PROBLEM STATEMENT => Your task is to transcribe the entries below exactly, beginning with the line containing "and zero-phase filtering" and ending with the final line, and to add nothing else.

PROVIDED RECORDS =>

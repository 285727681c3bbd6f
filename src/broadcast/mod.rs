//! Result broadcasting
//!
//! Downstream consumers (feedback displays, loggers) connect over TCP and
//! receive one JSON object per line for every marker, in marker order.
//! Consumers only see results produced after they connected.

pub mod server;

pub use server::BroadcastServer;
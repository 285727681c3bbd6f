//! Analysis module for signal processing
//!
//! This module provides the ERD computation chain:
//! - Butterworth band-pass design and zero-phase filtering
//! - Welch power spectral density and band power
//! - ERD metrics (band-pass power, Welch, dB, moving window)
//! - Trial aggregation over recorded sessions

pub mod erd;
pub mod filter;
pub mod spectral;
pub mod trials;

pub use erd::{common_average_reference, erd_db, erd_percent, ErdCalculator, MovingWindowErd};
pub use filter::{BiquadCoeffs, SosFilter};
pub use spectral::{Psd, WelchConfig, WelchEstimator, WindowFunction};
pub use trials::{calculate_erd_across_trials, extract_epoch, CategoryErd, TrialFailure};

RESPONSE TO THIS EXERCISE =>
//! - Butterworth band-pass design and zero-phase filtering
//! - Welch power spectral density and band power
//! - ERD metrics (band-pass power, Welch, dB, moving window)
//! - Trial aggregation over recorded sessions

pub mod erd;
pub mod filter;
pub mod spectral;
pub mod trials;

pub use erd::{common_average_reference, erd_db, erd_percent, ErdCalculator, MovingWindowErd};
pub use filter::{BiquadCoeffs, SosFilter};
pub use spectral::{Psd, WelchConfig, WelchEstimator, WindowFunction};
pub use trials::{calculate_erd_across_trials, extract_epoch, CategoryErd, TrialFailure};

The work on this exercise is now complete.